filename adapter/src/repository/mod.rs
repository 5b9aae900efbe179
pub mod admin;
pub mod auth;
pub mod event;
pub mod health;
pub mod user;
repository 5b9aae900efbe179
pub mod event;
pub mod user;
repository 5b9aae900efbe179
pub mod extractor;
pub mod handler;
pub mod model;
pub mod route;
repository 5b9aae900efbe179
use axum::{
    routing::{get, post},
    Router,
};
use registry::AppRegistry;

use crate::handler::auth::{get_current_user, login, logout, register_user};

pub fn build_auth_routers() -> Router<AppRegistry> {
    let auth_routers = Router::new()
        .route("/register", post(register_user))
        .route("/login", post(login))
        .route("/logout", post(logout))
        .route("/me", get(get_current_user));

    Router::new().nest("/auth", auth_routers)
}
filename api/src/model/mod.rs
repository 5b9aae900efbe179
pub mod admin;
pub mod auth;
pub mod calendar;
pub mod event;
pub mod user;
use strum::EnumString;

#[derive(Default, Debug, Clone, Copy, PartialEq, Eq, EnumString)]
#[strum(serialize_all = "lowercase")]
pub enum Environment {
    #[default]
    Development,
    Production,
}

/// 実行環境を ENV 環境変数から判定する。
/// 未設定の場合はビルドプロファイルに応じたデフォルト値を使う。
pub fn which() -> Environment {
    #[cfg(debug_assertions)]
    let default_env = Environment::Development;
    #[cfg(not(debug_assertions))]
    let default_env = Environment::Production;

    match std::env::var("ENV") {
        Err(_) => default_env,
        Ok(v) => v.parse().unwrap_or(default_env),
    }
}
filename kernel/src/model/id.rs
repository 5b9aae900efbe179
use serde::{Deserialize, Serialize};
use uuid::Uuid;

macro_rules! define_id {
    ($id_name:ident) => {
        #[derive(
            Debug,
            Clone,
            Copy,
            PartialEq,
            Eq,
            Hash,
            Serialize,
            Deserialize,
            sqlx::Type,
        )]
        #[serde(transparent)]
        #[sqlx(transparent)]
        pub struct $id_name(Uuid);

        impl $id_name {
            pub fn new() -> Self {
                Self(Uuid::new_v4())
            }

            pub fn raw(self) -> Uuid {
                self.0
            }
        }

        impl Default for $id_name {
            fn default() -> Self {
                Self::new()
            }
        }

        impl From<Uuid> for $id_name {
            fn from(value: Uuid) -> Self {
                Self(value)
            }
        }

        impl std::fmt::Display for $id_name {
            fn fmt(&self, f: &mut std::fmt::Formatter<'_>) -> std::fmt::Result {
                self.0.fmt(f)
            }
        }

        impl std::str::FromStr for $id_name {
            type Err = uuid::Error;

            fn from_str(s: &str) -> Result<Self, Self::Err> {
                Uuid::parse_str(s).map(Self)
            }
        }
    };
}

define_id!(UserId);
define_id!(EventId);

#[cfg(test)]
mod tests {
    use super::*;
    use std::str::FromStr;

    #[test]
    fn test_id_roundtrip() {
        let id = EventId::new();
        let parsed = EventId::from_str(&id.to_string()).unwrap();
        assert_eq!(id, parsed);
    }

    #[test]
    fn test_id_rejects_garbage() {
        assert!(UserId::from_str("not-a-uuid").is_err());
    }
}
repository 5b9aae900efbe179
use crate::database::{model::user::UserRow, ConnectionPool};
use async_trait::async_trait;
use derive_new::new;
use kernel::model::{
    id::UserId,
    user::{
        event::{CreateUser, DeleteUser, UpdateUserProfile, UpdateUserRole},
        User, UserListOptions,
    },
};
use kernel::repository::user::UserRepository;
use shared::error::{AppError, AppResult};

const USER_COLUMNS: &str =
    "user_id, name, email, role, student_id, department, year, created_at, updated_at";

#[derive(new)]
pub struct UserRepositoryImpl {
    db: ConnectionPool,
}

#[async_trait]
impl UserRepository for UserRepositoryImpl {
    async fn create(&self, event: CreateUser) -> AppResult<User> {
        // メールアドレスの一意性は UNIQUE インデックスが最終的に保証するが、
        // 先に存在確認を行い分かりやすいメッセージを返す
        let exists = sqlx::query_scalar::<_, bool>(
            "SELECT EXISTS (SELECT 1 FROM users WHERE email = $1)",
        )
        .bind(&event.email)
        .fetch_one(self.db.inner_ref())
        .await
        .map_err(AppError::SpecificOperationError)?;

        if exists {
            return Err(AppError::UnprocessableEntity(
                "User already exists with this email".into(),
            ));
        }

        let user_id = UserId::new();
        let password_hash = bcrypt::hash(&event.password, bcrypt::DEFAULT_COST)?;

        let row = sqlx::query_as::<_, UserRow>(&format!(
            r#"
                INSERT INTO users
                (user_id, name, email, password_hash, role, student_id, department, year)
                VALUES ($1, $2, $3, $4, $5, $6, $7, $8)
                RETURNING {USER_COLUMNS}
            "#
        ))
        .bind(user_id)
        .bind(&event.name)
        .bind(&event.email)
        .bind(&password_hash)
        .bind(event.role.to_string())
        .bind(&event.student_id)
        .bind(&event.department)
        .bind(event.year)
        .fetch_one(self.db.inner_ref())
        .await
        .map_err(AppError::SpecificOperationError)?;

        User::try_from(row)
    }

    async fn find_current_user(&self, user_id: UserId) -> AppResult<Option<User>> {
        let row = sqlx::query_as::<_, UserRow>(&format!(
            "SELECT {USER_COLUMNS} FROM users WHERE user_id = $1"
        ))
        .bind(user_id)
        .fetch_optional(self.db.inner_ref())
        .await
        .map_err(AppError::SpecificOperationError)?;

        row.map(User::try_from).transpose()
    }

    async fn find_all(&self, options: UserListOptions) -> AppResult<Vec<User>> {
        let mut builder = sqlx::QueryBuilder::<sqlx::Postgres>::new(format!(
            "SELECT {USER_COLUMNS} FROM users WHERE TRUE"
        ));
        if let Some(role) = options.role {
            builder.push(" AND role = ").push_bind(role.to_string());
        }
        builder.push(" ORDER BY created_at DESC");
        if let Some(limit) = options.limit {
            builder.push(" LIMIT ").push_bind(limit);
        }
        if let Some(skip) = options.skip {
            builder.push(" OFFSET ").push_bind(skip);
        }

        let rows: Vec<UserRow> = builder
            .build_query_as()
            .fetch_all(self.db.inner_ref())
            .await
            .map_err(AppError::SpecificOperationError)?;

        rows.into_iter().map(User::try_from).collect()
    }

    async fn update_role(&self, event: UpdateUserRole) -> AppResult<User> {
        let row = sqlx::query_as::<_, UserRow>(&format!(
            r#"
                UPDATE users
                SET role = $2
                WHERE user_id = $1
                RETURNING {USER_COLUMNS}
            "#
        ))
        .bind(event.user_id)
        .bind(event.role.to_string())
        .fetch_optional(self.db.inner_ref())
        .await
        .map_err(AppError::SpecificOperationError)?;

        let Some(row) = row else {
            return Err(AppError::EntityNotFound(format!(
                "ユーザー（{}）が見つかりませんでした。",
                event.user_id
            )));
        };

        User::try_from(row)
    }

    async fn update_profile(&self, event: UpdateUserProfile) -> AppResult<User> {
        let row = sqlx::query_as::<_, UserRow>(&format!(
            r#"
                UPDATE users
                SET
                    name = COALESCE($2, name),
                    student_id = COALESCE($3, student_id),
                    department = COALESCE($4, department),
                    year = COALESCE($5, year)
                WHERE user_id = $1
                RETURNING {USER_COLUMNS}
            "#
        ))
        .bind(event.user_id)
        .bind(&event.name)
        .bind(&event.student_id)
        .bind(&event.department)
        .bind(event.year)
        .fetch_optional(self.db.inner_ref())
        .await
        .map_err(AppError::SpecificOperationError)?;

        let Some(row) = row else {
            return Err(AppError::EntityNotFound(format!(
                "ユーザー（{}）が見つかりませんでした。",
                event.user_id
            )));
        };

        User::try_from(row)
    }

    async fn delete(&self, event: DeleteUser) -> AppResult<()> {
        let mut tx = self.db.begin().await?;

        // 参照整合性の方針：
        // - 主催イベントが残っている間は削除を拒否する
        // - 参加者としての登録は全イベントから取り除く
        {
            let organized = sqlx::query_scalar::<_, i64>(
                "SELECT COUNT(*) FROM events WHERE organizer_id = $1",
            )
            .bind(event.user_id)
            .fetch_one(&mut *tx)
            .await
            .map_err(AppError::SpecificOperationError)?;

            if organized > 0 {
                return Err(AppError::UnprocessableEntity(format!(
                    "ユーザー（{}）は主催イベントが残っているため削除できません。",
                    event.user_id
                )));
            }
        }

        sqlx::query(
            r#"
                UPDATE events
                SET
                    participants = array_remove(participants, $1),
                    current_participants = current_participants - 1
                WHERE participants @> ARRAY[$1]
            "#,
        )
        .bind(event.user_id)
        .execute(&mut *tx)
        .await
        .map_err(AppError::SpecificOperationError)?;

        let res = sqlx::query("DELETE FROM users WHERE user_id = $1")
            .bind(event.user_id)
            .execute(&mut *tx)
            .await
            .map_err(AppError::SpecificOperationError)?;

        if res.rows_affected() < 1 {
            return Err(AppError::EntityNotFound(format!(
                "ユーザー（{}）が見つかりませんでした。",
                event.user_id
            )));
        }

        tx.commit().await.map_err(AppError::TransactionError)?;

        Ok(())
    }
}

◆ ◆ ◆ ◆

Task » Wherever the word "organized" occurs in a line of the listing, copy that line.

Response »
            let organized = sqlx::query_scalar::<_, i64>(
            if organized > 0 {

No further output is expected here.